Schon einmal hat Regisseurin Angela Richter ihre Recherchen zu den Whistleblowern zu einem Theaterstück verarbeitet. Vor zwei Jahren hatte "Assasinate Assange" Premiere in Hamburg. "Wenn es so weitergeht, dann werden wir in einer globalen, postmodernen Version von Nordkorea leben", sagt Assange in Köln. Sein Schicksal ist seit langer Zeit bekannt, doch geändert hat sich dadurch nichts.

Im Gegenteil: Gerade erst ist in Deutschland das Vorratsdatenspeichergesetz durchgesetzt worden. "Die Bösewichte, die echten Terroristen, können durch Überwachung nicht abgewehrt werden", prophezeit Julian Assange düster. So wenig das Ausspähen vor neuen Anschlägen schützen kann, umso mehr bedroht es die Grundfeste der Demokratie: die freie Entfaltung der Persönlichkeit und das Recht auf Meinungsäußerung.

Analog trifft digital

Das Experiment, die digitale Bedrohung im Theaterraum sinnlich erfahrbar zu machen, glückt allerdings nur manchmal. Im Theater zählt der reale Kontakt. Wenn Schauspieler versuchen, Überwachung und Verfolgung von Whistleblowern nachzuspielen, dann schafft das vor allem Distanz. Die Versuche, das Publikum durch Interaktion wie "embedded" einzubeziehen, erinnern an ein Spiel ohne Grenzen: Bedrohung wird nur vorgetäuscht. Telefone klingeln zu lassen, reicht nicht, um ein Gefühl der Angst zu schüren. Wenngleich einige Premierengäste durchaus mit mulmigen Gefühlen das Theater betraten, nachdem sie tagelang mit E-Mails fremder Absender bombardiert wurden.
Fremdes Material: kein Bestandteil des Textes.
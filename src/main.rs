mod app;
mod browser;
mod catalog;
mod clipboard;
mod config;
mod filter;
mod i18n;
mod listing;
mod state;
mod ui;

use anyhow::{Context, Result};
use clap::{Args, Parser, Subcommand};
use colored::*;
use std::process::ExitCode;

use app::App;
use catalog::{Catalog, GameVersion, Language};
use clipboard::{copy_record, CopyOptions, SystemClipboard};
use config::{resolve_category, Config};
use filter::category_options;
use i18n::I18n;
use state::{Selection, SelectionChange};

#[derive(Parser)]
#[command(name = "cch")]
#[command(about = "Counter-Strike console command reference (English/Russian)")]
struct Cli {
    #[command(subcommand)]
    command: Option<Commands>,
}

#[derive(Args, Clone, Default)]
struct SelectionArgs {
    /// Language: en | ru
    #[arg(long, short = 'l')]
    lang: Option<String>,
    /// Game version: CS2 | CS:GO | "CS 1.6"
    #[arg(long = "game-version", short = 'g')]
    game_version: Option<String>,
    /// Category filter ("All" for no filter)
    #[arg(long, short = 'c')]
    category: Option<String>,
}

#[derive(Subcommand)]
enum Commands {
    /// Browse commands interactively (default)
    Browse {
        #[command(flatten)]
        selection: SelectionArgs,
        /// Initial search text
        #[arg(long, short = 'q')]
        query: Option<String>,
    },
    /// Print the filtered command list
    List {
        /// Search text (case-insensitive substring)
        query: Option<String>,
        #[command(flatten)]
        selection: SelectionArgs,
        /// Print JSON instead of text
        #[arg(long)]
        json: bool,
    },
    /// Copy a command to the clipboard by id
    Copy {
        /// Command id, e.g. sv_cheats
        id: String,
        /// Language: en | ru
        #[arg(long, short = 'l')]
        lang: Option<String>,
        /// Append the description as a comment line
        #[arg(long = "with-description", short = 'd')]
        with_description: bool,
    },
    /// List category filters
    Categories {
        /// Language: en | ru
        #[arg(long, short = 'l')]
        lang: Option<String>,
    },
    /// List game versions
    Versions {
        /// Language: en | ru
        #[arg(long, short = 'l')]
        lang: Option<String>,
    },
}

fn main() -> Result<ExitCode> {
    env_logger::Builder::from_env(env_logger::Env::default().default_filter_or("warn")).init();

    let config = Config::new()?;
    let catalog = Catalog::builtin().context("built-in command catalog is invalid")?;

    // Top-level help is printed in the configured language
    let args: Vec<String> = std::env::args().collect();
    if args.len() == 2 && (args[1] == "--help" || args[1] == "-h" || args[1] == "help") {
        let i18n = I18n::new(config.get_effective_language()?);
        print_help(&i18n);
        return Ok(ExitCode::SUCCESS);
    }

    let cli = Cli::parse();
    let command = cli.command.unwrap_or(Commands::Browse {
        selection: SelectionArgs::default(),
        query: None,
    });

    match command {
        Commands::Browse { selection, query } => {
            let mut initial = resolve_selection(&config, &catalog, &selection)?;
            if let Some(q) = query {
                initial = initial.apply(SelectionChange::SetQuery(q), &category_options(&catalog));
            }
            let mut app = App::new(catalog, initial, &config.clipboard.comment_prefix);
            if config.tui_simple()? {
                browser::print_simple(&app);
            } else {
                let mut clipboard = SystemClipboard::new(config.clipboard.command.as_deref());
                browser::run(&mut app, &mut clipboard, config.use_alt_screen())?;
            }
        }
        Commands::List { query, selection, json } => {
            let mut current = resolve_selection(&config, &catalog, &selection)?;
            if let Some(q) = query {
                current = current.apply(SelectionChange::SetQuery(q), &category_options(&catalog));
            }
            let visible = current.visible(&catalog);
            if json {
                println!("{}", listing::render_json(&visible, current.language)?);
            } else {
                let i18n = I18n::new(current.language);
                print!("{}", listing::render_text(&visible, &current, catalog.len(), &i18n));
            }
        }
        Commands::Copy { id, lang, with_description } => {
            let lang = resolve_language(&config, lang.as_deref())?;
            let i18n = I18n::new(lang);
            let Some(record) = catalog.get(&id) else {
                eprintln!("{}", i18n.t_format("unknown_command_id", &[&id]).red());
                return Ok(ExitCode::FAILURE);
            };
            let options = CopyOptions {
                include_description: with_description,
                comment_prefix: config.clipboard.comment_prefix.clone(),
            };
            let mut clipboard = SystemClipboard::new(config.clipboard.command.as_deref());
            let outcome = copy_record(&mut clipboard, record, lang, &options);
            if outcome.is_success() {
                println!("{}", outcome.message(&i18n).green().bold());
            } else {
                eprintln!("{}", outcome.message(&i18n).red().bold());
                return Ok(ExitCode::FAILURE);
            }
        }
        Commands::Categories { lang } => {
            let i18n = I18n::new(resolve_language(&config, lang.as_deref())?);
            println!("{}", i18n.t("categories_title").bold());
            for option in category_options(&catalog) {
                println!("  {}", option.label());
            }
        }
        Commands::Versions { lang } => {
            let i18n = I18n::new(resolve_language(&config, lang.as_deref())?);
            println!("{}", i18n.t("versions_title").bold());
            for version in catalog.versions() {
                println!("  {}", version.label());
            }
        }
    }

    Ok(ExitCode::SUCCESS)
}

/// Flag value if given, else the configured language.
fn resolve_language(config: &Config, flag: Option<&str>) -> Result<Language> {
    let lang = match flag {
        Some(value) => value.parse()?,
        None => config.get_effective_language()?,
    };
    Ok(lang)
}

/// Initial selection: command-line flags override the config defaults.
fn resolve_selection(
    config: &Config,
    catalog: &Catalog,
    args: &SelectionArgs,
) -> Result<Selection> {
    let language = resolve_language(config, args.lang.as_deref())?;
    let version: GameVersion = match &args.game_version {
        Some(value) => value.parse()?,
        None => config.default_version()?,
    };
    let category = match &args.category {
        Some(value) => resolve_category(value, catalog)?,
        None => config.default_category(catalog)?,
    };
    log::debug!(
        "initial selection: lang={} version={} category={}",
        language,
        version,
        category
    );
    Ok(Selection::new(language, version, category))
}

fn print_help(i18n: &I18n) {
    println!("{}", i18n.t("help_about"));
    println!();
    println!("{} cch [COMMAND]", i18n.t("help_label_usage"));
    println!();
    println!("{}", i18n.t("help_label_commands"));
    println!("  {}       {}", "browse".green(), i18n.t("help_browse"));
    println!("  {}         {}", "list".green(), i18n.t("help_list"));
    println!("  {}         {}", "copy".green(), i18n.t("help_copy"));
    println!("  {}   {}", "categories".green(), i18n.t("help_categories"));
    println!("  {}     {}", "versions".green(), i18n.t("help_versions"));
    println!();
    println!("{}", i18n.t("help_label_options"));
    println!("  -l, --lang <LANG>                 {}", i18n.t("help_opt_lang"));
    println!("  -g, --game-version <VERSION>      {}", i18n.t("help_opt_version"));
    println!("  -c, --category <CATEGORY>         {}", i18n.t("help_opt_category"));
    println!("  -h, --help                        Print help");
    println!();
    println!("{}", i18n.t("help_config_section"));
    println!("  - {}", i18n.t("help_config_language"));
    println!("  - {}", i18n.t("help_config_tui_mode"));
}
Die Schauspieler schlüpften in die Rollen von WhistleblowernBild: David Baltzer


Wichtige Fragen bleiben offen: Warum möchten wir Technologien nutzen, die anti-demokratisch sind? Wann und wie lassen sich die Computer kontrollieren? Das Theaterstück "Supernerds" ist ein wichtiger Versuch, die Menschen wachzurütteln. Antworten kann es nicht geben. Vielleicht ist die Kunst dafür nicht der richtige Ort.